In a perfect one would use CRIU [0] to suspend the old container, then download the new one and start it. If the service comes up with the new container, then remove the suspended one and otherwise, fallback to the suspended container.
Maintaining docker containers up to date can quickly become time consumming compared to good old distribution packages.
I use both and I'm still trying to find a good combination of tools to reproduce the "package" and unattended upgrades UX where things are safely kept up to date automatically.
They were made immutable after the issue was already widespread. Which is also why I'd heavily encourage to use hashes to pin container versions, even though people might not see the immediate need to do so.
version numbers are never immutable. they are arbitrary labels that are created by some centralized authority and can be changed by that same authority.
artifacts being removed is much less of a problem as artifacts being spoofed with malicious content.
> This brings up an interesting side point, in that Docker Hub and most other registries allow mutable tags by default. So nginx:1.21.6 might not be the same image today as it was yesterday.

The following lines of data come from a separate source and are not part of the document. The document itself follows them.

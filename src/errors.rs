//! Typed errors for the parts of the pipeline that callers need to tell apart.
//!
//! Everything above the core is plain [`anyhow::Error`], but adding images,
//! extracting text and validating user parameters each have failure modes
//! that get reported differently, so they get their own types.

use thiserror::Error;

/// Bad input, caught at the point where the user supplied it. These never
/// enter the record pipeline.
#[derive(Debug, Error, Clone, PartialEq)]
pub enum ValidationError {
    #[error("{name}: not an image (detected {mime_type})")]
    NotAnImage { name: String, mime_type: String },

    #[error("{name}: file is {size} bytes, but the maximum is {max} bytes")]
    FileTooLarge { name: String, size: u64, max: u64 },

    #[error("no image files were provided")]
    NoImages,

    #[error("invalid color {0:?}: use a hex color like #FFF or #FFFFFF")]
    InvalidColor(String),

    #[error("quality must be a number between 0.1 and 1.0, not {0}")]
    InvalidQuality(f32),

    #[error("{field} must be between 1 and 10000, not {value}")]
    InvalidDimension { field: &'static str, value: u32 },
}

/// Adding a batch would push the store over its record limit. The whole batch
/// is rejected.
#[derive(Debug, Error, Clone, PartialEq, Eq)]
#[error("cannot add {incoming} images to {existing}: at most {max} images are allowed")]
pub struct CapacityError {
    pub existing: usize,
    pub incoming: usize,
    pub max: usize,
}

/// Why [`crate::store::RecordStore::add`] refused a batch.
#[derive(Debug, Error, Clone, PartialEq)]
pub enum AddError {
    #[error(transparent)]
    Validation(#[from] ValidationError),

    #[error(transparent)]
    Capacity(#[from] CapacityError),
}

/// A single extraction failed. This is recorded on the record as a string and
/// never aborts a batch.
#[derive(Debug, Error)]
pub enum ExtractionError {
    #[error("could not prepare image for upload: {0}")]
    Encode(String),

    #[error("OCR service request failed: {0}")]
    Transport(String),

    #[error("OCR service returned HTTP {status}: {body}")]
    Status { status: u16, body: String },

    #[error("OCR service returned an invalid response: {0}")]
    InvalidResponse(String),

    #[error("OCR request timed out")]
    Timeout,

    #[error("OCR command failed: {0}")]
    Command(String),
}
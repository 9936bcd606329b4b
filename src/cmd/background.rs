//! The `replace-bg` subcommand.

use std::time::Duration;

use clap::Args;

use crate::{
    background::{BackgroundClient, HexColor},
    images::SourceImage,
    prelude::*,
    ui::{ProgressConfig, Ui},
};

/// Background replacement command line arguments.
#[derive(Debug, Args)]
pub struct ReplaceBgOpts {
    /// The portrait to process.
    pub input: PathBuf,

    /// Where to write the result. Always a PNG.
    #[clap(short = 'o', long = "out")]
    pub output_path: PathBuf,

    /// New background color, like "#FFF" or "#438EDB".
    #[clap(long)]
    pub color: HexColor,

    /// Base URL of the background service. Requests are sent to
    /// `<URL>/remove-background`.
    #[clap(long, env = "PHOTOBOX_SERVICE_URL")]
    pub service_url: String,

    /// Request timeout, in seconds.
    #[clap(long, default_value_t = 120)]
    pub timeout: u64,
}

/// The `replace-bg` subcommand.
#[instrument(level = "debug", skip_all, fields(input = %opts.input.display()))]
pub async fn cmd_replace_bg(ui: Ui, opts: &ReplaceBgOpts) -> Result<()> {
    let client =
        BackgroundClient::new(&opts.service_url, Some(Duration::from_secs(opts.timeout)))?;
    let source = SourceImage::load(&opts.input).await?;

    let spinner = ui.new_spinner(&ProgressConfig {
        emoji: "🎨",
        msg: "Replacing background",
        done_msg: "Replaced background",
    });
    let png = client.replace_background(&source, &opts.color).await;
    spinner.finish_using_style();
    let png = png?;

    tokio::fs::write(&opts.output_path, &png)
        .await
        .with_context(|| format!("Failed to write image to {:?}", opts.output_path))?;
    Ok(())
}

In reality, you probably need a mechanism to enforce tag immutability: e.g., your own registry mirror, or referring to images by SHA)
yeah, well, i stopped reading when i saw that "GOOD" example. it's not. and that isn't a "side point", that's the most critical point for preserving security and reproducibility of builds.
It's literally the line that follows that example. Why do you think it's useful to comment when you haven't even read the topic of discussion. You're like a person not reading the book at a voluntary book club. If you don't want to read it, just don't show up.